Work to complete: Search the records below for the word "HashMap", then return every line where it appears.

Given entries:

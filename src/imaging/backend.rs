//! Image processing backend trait and shared types.
//!
//! The [`ImageBackend`] trait defines the two operations the pipeline needs:
//! identify (read intrinsic dimensions) and encode (resize + write one
//! output format).
//!
//! The production implementation is
//! [`RustBackend`](super::rust_backend::RustBackend). Tests use the
//! recording `MockBackend` in this module's test section.

use super::params::EncodeParams;
use std::path::Path;
use thiserror::Error;

#[derive(Error, Debug)]
pub enum BackendError {
    #[error("IO error: {0}")]
    Io(#[from] std::io::Error),
    #[error("Processing failed: {0}")]
    ProcessingFailed(String),
}

/// Result of an identify operation.
#[derive(Debug, Clone, Copy, PartialEq, Eq)]
pub struct Dimensions {
    pub width: u32,
    pub height: u32,
}

/// Trait for image processing backends.
///
/// `Sync` because the ingest stage shares one backend across rayon workers.
pub trait ImageBackend: Sync {
    /// Get image dimensions.
    fn identify(&self, path: &Path) -> Result<Dimensions, BackendError>;

    /// Decode the source, resize to the exact target dimensions and write
    /// the requested format.
    fn encode(&self, params: &EncodeParams) -> Result<(), BackendError>;
}

#[cfg(test)]
pub mod tests {
    use super::*;
    use crate::imaging::params::{OutputFormat, Quality};
    use std::collections::{HashMap, HashSet};
    use std::sync::Mutex;

    /// Mock backend that records operations without executing them.
    ///
    /// Dimensions are keyed by source file name so results stay correct when
    /// the ingest stage identifies files in parallel. Uses Mutex (not RefCell)
    /// so it is Sync and works with rayon's par_iter.
    #[derive(Default)]
    pub struct MockBackend {
        pub dimensions: Mutex<HashMap<String, Dimensions>>,
        pub failing_encodes: Mutex<HashSet<String>>,
        pub failing_outputs: Mutex<HashSet<String>>,
        pub operations: Mutex<Vec<RecordedOp>>,
    }

    #[derive(Debug, Clone, PartialEq)]
    pub enum RecordedOp {
        Identify(String),
        Encode {
            source: String,
            output: String,
            width: u32,
            height: u32,
            format: OutputFormat,
            quality: u32,
        },
    }

    fn file_name(path: &Path) -> String {
        path.file_name()
            .map(|n| n.to_string_lossy().into_owned())
            .unwrap_or_default()
    }

    impl MockBackend {
        pub fn new() -> Self {
            Self::default()
        }

        /// Known files and their dimensions. Identifying any other file fails,
        /// which is how tests simulate corrupt or unreadable sources.
        pub fn with_files(files: &[(&str, u32, u32)]) -> Self {
            let dims = files
                .iter()
                .map(|&(name, width, height)| (name.to_string(), Dimensions { width, height }))
                .collect();
            Self {
                dimensions: Mutex::new(dims),
                ..Self::default()
            }
        }

        /// Make encoding of this source file fail (identify still succeeds).
        pub fn fail_encode(self, name: &str) -> Self {
            self.failing_encodes.lock().unwrap().insert(name.to_string());
            self
        }

        /// Make writing this output file name fail (other outputs succeed).
        pub fn fail_output(self, name: &str) -> Self {
            self.failing_outputs.lock().unwrap().insert(name.to_string());
            self
        }

        pub fn get_operations(&self) -> Vec<RecordedOp> {
            self.operations.lock().unwrap().clone()
        }

        /// Recorded encodes, sorted by output path for order-independent asserts.
        pub fn encodes(&self) -> Vec<RecordedOp> {
            let mut ops: Vec<RecordedOp> = self
                .get_operations()
                .into_iter()
                .filter(|op| matches!(op, RecordedOp::Encode { .. }))
                .collect();
            ops.sort_by(|a, b| match (a, b) {
                (RecordedOp::Encode { output: a, .. }, RecordedOp::Encode { output: b, .. }) => {
                    a.cmp(b)
                }
                _ => std::cmp::Ordering::Equal,
            });
            ops
        }
    }

    impl ImageBackend for MockBackend {
        fn identify(&self, path: &Path) -> Result<Dimensions, BackendError> {
            self.operations
                .lock()
                .unwrap()
                .push(RecordedOp::Identify(path.to_string_lossy().to_string()));

            self.dimensions
                .lock()
                .unwrap()
                .get(&file_name(path))
                .copied()
                .ok_or_else(|| {
                    BackendError::ProcessingFailed(format!("Failed to decode {}", path.display()))
                })
        }

        fn encode(&self, params: &EncodeParams) -> Result<(), BackendError> {
            self.operations.lock().unwrap().push(RecordedOp::Encode {
                source: params.source.to_string_lossy().to_string(),
                output: params.output.to_string_lossy().to_string(),
                width: params.width,
                height: params.height,
                format: params.format,
                quality: params.quality.value(),
            });
            let source_fails = self
                .failing_encodes
                .lock()
                .unwrap()
                .contains(&file_name(&params.source));
            let output_fails = self
                .failing_outputs
                .lock()
                .unwrap()
                .contains(&file_name(&params.output));
            if source_fails || output_fails {
                return Err(BackendError::ProcessingFailed(format!(
                    "encode failed for {}",
                    params.source.display()
                )));
            }
            Ok(())
        }
    }

    #[test]
    fn mock_records_identify() {
        let backend = MockBackend::with_files(&[("image.jpg", 800, 600)]);

        let result = backend.identify(Path::new("/test/image.jpg")).unwrap();
        assert_eq!(result.width, 800);
        assert_eq!(result.height, 600);

        let ops = backend.get_operations();
        assert_eq!(ops.len(), 1);
        assert!(matches!(&ops[0], RecordedOp::Identify(p) if p == "/test/image.jpg"));
    }

    #[test]
    fn mock_identify_unknown_file_fails() {
        let backend = MockBackend::new();
        assert!(backend.identify(Path::new("/test/missing.jpg")).is_err());
    }

    #[test]
    fn mock_records_encode() {
        let backend = MockBackend::new();

        backend
            .encode(&EncodeParams {
                source: "/source.jpg".into(),
                output: "/output.webp".into(),
                width: 800,
                height: 600,
                format: OutputFormat::WebP,
                quality: Quality::new(85),
            })
            .unwrap();

        let ops = backend.get_operations();
        assert_eq!(ops.len(), 1);
        assert!(matches!(
            &ops[0],
            RecordedOp::Encode {
                width: 800,
                height: 600,
                format: OutputFormat::WebP,
                quality: 85,
                ..
            }
        ));
    }

    #[test]
    fn mock_encode_failure_is_still_recorded() {
        let backend = MockBackend::new().fail_encode("bad.png");
        let result = backend.encode(&EncodeParams {
            source: "/in/bad.png".into(),
            output: "/out/x.jpg".into(),
            width: 10,
            height: 10,
            format: OutputFormat::Jpeg,
            quality: Quality::default(),
        });
        assert!(result.is_err());
        assert_eq!(backend.get_operations().len(), 1);
    }
}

Answer section:
    use std::collections::{HashMap, HashSet};
        pub dimensions: Mutex<HashMap<String, Dimensions>>,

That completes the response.